Lines from the records below that contain the word "Music" are to be copied out.
** Opening Provided information block **
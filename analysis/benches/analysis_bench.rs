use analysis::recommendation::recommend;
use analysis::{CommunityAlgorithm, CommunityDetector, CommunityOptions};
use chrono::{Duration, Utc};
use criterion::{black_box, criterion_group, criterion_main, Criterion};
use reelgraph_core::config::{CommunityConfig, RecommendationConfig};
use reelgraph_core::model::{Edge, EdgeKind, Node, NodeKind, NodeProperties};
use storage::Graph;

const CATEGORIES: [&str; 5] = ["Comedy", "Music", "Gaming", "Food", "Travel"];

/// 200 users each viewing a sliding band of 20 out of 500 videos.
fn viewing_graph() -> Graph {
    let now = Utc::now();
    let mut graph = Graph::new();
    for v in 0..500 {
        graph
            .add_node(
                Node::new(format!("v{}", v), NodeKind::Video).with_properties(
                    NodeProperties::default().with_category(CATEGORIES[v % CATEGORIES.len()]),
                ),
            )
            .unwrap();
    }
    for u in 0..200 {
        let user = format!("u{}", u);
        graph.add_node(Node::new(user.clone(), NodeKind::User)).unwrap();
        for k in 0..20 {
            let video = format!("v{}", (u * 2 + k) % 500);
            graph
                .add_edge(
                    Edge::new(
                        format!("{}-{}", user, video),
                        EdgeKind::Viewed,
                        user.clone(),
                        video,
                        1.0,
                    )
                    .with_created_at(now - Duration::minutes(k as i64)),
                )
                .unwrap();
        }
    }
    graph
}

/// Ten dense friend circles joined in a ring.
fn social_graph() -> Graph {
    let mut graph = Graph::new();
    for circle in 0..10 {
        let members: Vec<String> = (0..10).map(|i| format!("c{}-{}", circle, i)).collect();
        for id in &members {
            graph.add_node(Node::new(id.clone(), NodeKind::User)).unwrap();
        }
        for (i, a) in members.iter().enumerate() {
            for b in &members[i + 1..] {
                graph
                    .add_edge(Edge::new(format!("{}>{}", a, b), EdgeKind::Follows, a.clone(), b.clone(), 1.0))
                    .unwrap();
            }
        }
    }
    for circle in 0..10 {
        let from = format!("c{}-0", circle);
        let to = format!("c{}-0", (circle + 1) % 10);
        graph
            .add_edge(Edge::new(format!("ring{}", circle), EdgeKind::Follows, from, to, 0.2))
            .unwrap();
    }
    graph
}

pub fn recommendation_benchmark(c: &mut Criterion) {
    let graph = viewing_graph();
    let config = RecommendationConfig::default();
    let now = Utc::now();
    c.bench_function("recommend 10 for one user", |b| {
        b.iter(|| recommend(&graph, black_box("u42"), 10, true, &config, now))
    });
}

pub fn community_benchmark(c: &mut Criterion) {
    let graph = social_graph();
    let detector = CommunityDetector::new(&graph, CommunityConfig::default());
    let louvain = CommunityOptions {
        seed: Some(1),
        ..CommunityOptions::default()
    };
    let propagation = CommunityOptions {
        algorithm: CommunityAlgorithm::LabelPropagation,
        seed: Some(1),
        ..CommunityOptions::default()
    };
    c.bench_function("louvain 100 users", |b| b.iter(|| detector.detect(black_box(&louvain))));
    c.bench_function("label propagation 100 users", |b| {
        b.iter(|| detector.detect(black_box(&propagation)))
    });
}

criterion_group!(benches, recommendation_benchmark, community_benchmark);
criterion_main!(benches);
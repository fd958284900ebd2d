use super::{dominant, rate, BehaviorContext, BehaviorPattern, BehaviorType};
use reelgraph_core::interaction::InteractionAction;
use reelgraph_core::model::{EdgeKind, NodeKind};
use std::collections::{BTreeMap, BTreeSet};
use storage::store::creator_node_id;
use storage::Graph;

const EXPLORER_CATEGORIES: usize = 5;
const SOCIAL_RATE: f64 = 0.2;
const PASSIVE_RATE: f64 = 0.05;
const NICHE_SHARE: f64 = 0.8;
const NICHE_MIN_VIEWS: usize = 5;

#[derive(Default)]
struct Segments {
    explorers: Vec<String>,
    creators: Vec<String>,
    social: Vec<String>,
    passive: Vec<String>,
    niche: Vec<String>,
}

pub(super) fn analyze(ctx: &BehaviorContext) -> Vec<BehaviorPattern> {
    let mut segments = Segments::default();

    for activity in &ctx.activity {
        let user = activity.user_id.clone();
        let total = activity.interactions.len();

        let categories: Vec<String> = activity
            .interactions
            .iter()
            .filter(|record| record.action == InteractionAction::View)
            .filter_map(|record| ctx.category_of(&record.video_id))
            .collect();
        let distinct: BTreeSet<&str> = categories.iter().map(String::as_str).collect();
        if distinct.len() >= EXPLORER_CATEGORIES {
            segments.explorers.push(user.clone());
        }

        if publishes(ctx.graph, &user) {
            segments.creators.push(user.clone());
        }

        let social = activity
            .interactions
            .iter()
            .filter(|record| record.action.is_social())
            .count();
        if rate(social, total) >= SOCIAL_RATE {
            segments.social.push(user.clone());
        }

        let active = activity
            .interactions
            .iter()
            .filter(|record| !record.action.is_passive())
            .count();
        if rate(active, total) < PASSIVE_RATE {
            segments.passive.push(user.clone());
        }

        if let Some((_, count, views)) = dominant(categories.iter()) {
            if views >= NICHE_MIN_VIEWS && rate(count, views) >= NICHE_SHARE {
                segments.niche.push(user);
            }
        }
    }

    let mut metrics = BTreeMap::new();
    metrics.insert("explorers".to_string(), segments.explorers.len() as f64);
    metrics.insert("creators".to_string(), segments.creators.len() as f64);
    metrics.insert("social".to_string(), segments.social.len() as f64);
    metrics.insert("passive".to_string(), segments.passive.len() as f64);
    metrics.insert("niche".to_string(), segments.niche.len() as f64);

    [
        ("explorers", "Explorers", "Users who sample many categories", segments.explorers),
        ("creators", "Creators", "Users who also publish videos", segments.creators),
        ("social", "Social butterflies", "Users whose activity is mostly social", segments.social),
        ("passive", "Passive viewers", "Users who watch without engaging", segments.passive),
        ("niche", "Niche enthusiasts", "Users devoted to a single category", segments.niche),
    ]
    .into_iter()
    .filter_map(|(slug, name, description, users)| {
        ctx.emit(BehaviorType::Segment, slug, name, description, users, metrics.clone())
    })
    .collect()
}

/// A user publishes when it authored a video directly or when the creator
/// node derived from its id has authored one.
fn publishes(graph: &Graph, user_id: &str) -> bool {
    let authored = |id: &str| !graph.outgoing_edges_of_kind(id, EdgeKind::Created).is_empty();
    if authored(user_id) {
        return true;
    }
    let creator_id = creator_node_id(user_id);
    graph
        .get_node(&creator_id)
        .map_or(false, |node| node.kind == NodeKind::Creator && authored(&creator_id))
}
** Closing Provided information block **
** Opening Provided information block **
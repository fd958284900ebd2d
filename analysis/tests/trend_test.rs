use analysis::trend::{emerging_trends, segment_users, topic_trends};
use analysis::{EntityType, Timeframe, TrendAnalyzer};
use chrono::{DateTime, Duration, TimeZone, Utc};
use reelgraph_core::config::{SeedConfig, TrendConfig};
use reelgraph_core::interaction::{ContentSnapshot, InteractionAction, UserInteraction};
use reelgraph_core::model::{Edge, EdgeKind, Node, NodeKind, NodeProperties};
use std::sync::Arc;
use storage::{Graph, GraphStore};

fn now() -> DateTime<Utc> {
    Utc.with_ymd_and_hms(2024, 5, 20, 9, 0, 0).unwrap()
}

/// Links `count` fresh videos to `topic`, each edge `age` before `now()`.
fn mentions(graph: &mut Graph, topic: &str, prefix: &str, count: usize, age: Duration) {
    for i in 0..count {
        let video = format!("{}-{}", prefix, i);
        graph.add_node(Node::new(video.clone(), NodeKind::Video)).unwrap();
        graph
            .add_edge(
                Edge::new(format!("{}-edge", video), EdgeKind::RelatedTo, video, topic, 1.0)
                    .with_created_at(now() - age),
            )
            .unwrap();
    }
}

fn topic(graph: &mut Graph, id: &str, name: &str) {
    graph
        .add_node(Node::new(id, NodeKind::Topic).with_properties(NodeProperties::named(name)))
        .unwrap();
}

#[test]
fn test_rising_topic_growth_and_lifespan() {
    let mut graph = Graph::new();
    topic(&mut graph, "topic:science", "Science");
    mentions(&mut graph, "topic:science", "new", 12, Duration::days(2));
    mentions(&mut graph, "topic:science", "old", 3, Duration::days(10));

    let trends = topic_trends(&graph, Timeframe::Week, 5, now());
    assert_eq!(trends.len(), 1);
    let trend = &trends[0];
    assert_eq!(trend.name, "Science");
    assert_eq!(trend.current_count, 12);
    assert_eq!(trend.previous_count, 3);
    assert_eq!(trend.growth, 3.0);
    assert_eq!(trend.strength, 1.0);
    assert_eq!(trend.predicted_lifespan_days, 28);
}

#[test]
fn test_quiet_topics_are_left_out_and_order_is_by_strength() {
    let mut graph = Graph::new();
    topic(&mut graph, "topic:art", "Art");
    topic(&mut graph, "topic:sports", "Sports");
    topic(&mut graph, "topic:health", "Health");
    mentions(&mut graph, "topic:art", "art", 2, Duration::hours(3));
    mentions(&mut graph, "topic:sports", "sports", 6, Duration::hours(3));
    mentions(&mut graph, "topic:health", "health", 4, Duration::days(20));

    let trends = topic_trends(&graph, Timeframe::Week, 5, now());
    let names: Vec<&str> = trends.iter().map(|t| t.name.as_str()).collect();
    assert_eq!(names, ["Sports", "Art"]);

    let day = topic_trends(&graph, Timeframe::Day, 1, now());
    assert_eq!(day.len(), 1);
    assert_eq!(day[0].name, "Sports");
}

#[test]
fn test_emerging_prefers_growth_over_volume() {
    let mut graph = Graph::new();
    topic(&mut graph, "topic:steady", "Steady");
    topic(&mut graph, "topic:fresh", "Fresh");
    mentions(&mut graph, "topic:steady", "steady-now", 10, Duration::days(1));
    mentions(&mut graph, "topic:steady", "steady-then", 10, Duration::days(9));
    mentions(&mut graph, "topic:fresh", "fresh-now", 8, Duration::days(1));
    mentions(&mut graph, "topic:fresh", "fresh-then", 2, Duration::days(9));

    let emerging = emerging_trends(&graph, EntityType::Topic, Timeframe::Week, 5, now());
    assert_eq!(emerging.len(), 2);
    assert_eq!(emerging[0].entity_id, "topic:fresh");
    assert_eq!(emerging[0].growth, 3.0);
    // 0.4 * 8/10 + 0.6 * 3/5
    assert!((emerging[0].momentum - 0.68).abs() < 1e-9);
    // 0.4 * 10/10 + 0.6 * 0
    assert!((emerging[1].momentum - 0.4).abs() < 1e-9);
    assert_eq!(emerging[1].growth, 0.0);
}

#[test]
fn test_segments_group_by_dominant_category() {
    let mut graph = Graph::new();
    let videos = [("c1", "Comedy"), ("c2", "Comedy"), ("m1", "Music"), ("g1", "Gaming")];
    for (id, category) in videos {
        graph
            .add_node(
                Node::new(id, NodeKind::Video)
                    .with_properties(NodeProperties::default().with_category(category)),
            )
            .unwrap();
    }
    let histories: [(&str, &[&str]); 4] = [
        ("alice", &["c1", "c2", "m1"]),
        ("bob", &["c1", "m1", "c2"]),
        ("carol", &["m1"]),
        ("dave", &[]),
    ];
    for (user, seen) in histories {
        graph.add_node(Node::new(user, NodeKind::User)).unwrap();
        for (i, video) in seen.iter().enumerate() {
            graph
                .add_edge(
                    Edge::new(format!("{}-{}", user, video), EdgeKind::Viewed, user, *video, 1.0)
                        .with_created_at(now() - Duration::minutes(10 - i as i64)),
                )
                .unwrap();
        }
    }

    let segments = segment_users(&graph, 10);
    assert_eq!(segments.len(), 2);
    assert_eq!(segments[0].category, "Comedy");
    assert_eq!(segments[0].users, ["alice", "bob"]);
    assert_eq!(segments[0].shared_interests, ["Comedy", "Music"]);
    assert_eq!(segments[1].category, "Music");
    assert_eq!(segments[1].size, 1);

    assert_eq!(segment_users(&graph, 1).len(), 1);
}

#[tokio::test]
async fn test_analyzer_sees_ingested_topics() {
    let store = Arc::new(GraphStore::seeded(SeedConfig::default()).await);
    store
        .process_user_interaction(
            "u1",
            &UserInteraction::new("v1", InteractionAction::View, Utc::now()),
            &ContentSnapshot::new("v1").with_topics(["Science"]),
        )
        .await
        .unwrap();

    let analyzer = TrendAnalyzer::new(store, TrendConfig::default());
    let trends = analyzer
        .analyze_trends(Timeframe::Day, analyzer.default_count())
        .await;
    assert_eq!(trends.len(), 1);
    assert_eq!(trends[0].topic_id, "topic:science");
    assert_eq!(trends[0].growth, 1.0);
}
** Closing Provided information block **
** Opening Provided information block **
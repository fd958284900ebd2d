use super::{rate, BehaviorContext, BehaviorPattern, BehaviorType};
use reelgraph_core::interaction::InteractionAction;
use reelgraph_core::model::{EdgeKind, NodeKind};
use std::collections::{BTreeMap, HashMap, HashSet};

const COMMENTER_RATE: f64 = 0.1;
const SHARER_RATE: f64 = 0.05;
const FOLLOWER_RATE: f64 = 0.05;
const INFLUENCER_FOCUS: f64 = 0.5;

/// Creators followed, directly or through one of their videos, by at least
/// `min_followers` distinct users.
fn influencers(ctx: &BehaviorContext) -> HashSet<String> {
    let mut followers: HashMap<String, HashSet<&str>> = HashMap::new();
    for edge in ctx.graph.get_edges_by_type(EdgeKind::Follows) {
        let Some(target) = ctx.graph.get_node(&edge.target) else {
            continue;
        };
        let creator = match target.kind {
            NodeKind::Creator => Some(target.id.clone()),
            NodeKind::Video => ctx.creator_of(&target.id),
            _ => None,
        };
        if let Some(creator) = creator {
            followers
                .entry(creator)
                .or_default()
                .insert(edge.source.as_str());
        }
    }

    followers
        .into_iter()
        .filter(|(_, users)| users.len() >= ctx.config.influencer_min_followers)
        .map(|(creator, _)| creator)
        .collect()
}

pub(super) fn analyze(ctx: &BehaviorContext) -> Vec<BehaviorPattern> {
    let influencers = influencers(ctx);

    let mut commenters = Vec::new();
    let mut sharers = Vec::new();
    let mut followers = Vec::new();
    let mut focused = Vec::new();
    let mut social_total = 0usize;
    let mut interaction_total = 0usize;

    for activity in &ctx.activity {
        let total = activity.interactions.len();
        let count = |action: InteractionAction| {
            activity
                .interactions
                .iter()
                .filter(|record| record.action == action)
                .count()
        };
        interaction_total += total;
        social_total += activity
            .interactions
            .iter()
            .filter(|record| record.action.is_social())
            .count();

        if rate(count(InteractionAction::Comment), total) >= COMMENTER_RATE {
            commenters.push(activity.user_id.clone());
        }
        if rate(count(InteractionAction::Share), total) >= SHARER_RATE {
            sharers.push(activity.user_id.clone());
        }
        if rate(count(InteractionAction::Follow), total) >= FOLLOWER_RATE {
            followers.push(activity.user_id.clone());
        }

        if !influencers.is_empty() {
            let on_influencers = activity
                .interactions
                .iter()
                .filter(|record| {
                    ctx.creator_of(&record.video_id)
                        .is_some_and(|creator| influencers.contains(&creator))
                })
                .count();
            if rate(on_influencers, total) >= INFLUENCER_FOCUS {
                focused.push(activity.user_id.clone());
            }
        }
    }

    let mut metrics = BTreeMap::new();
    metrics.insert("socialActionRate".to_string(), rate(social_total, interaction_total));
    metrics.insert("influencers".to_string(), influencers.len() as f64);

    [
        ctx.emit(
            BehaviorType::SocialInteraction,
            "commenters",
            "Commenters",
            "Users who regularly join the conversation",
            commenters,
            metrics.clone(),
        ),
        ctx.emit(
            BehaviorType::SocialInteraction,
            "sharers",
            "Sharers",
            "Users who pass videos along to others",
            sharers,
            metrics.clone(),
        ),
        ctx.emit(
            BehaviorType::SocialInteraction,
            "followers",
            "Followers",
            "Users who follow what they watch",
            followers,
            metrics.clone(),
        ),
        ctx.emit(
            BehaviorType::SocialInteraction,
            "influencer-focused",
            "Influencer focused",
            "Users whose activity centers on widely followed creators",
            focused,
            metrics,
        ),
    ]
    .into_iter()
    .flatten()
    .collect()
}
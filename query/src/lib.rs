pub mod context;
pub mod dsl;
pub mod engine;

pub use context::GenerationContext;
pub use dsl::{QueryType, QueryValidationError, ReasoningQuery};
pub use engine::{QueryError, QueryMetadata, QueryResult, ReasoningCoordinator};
** Closing Provided information block **
(Response below)
const CATEGORIES: [&str; 5] = ["Comedy", "Music", "Gaming", "Food", "Travel"];
    let videos = [("c1", "Comedy"), ("c2", "Comedy"), ("m1", "Music"), ("g1", "Gaming")];
    assert_eq!(segments[0].shared_interests, ["Comedy", "Music"]);
    assert_eq!(segments[1].category, "Music");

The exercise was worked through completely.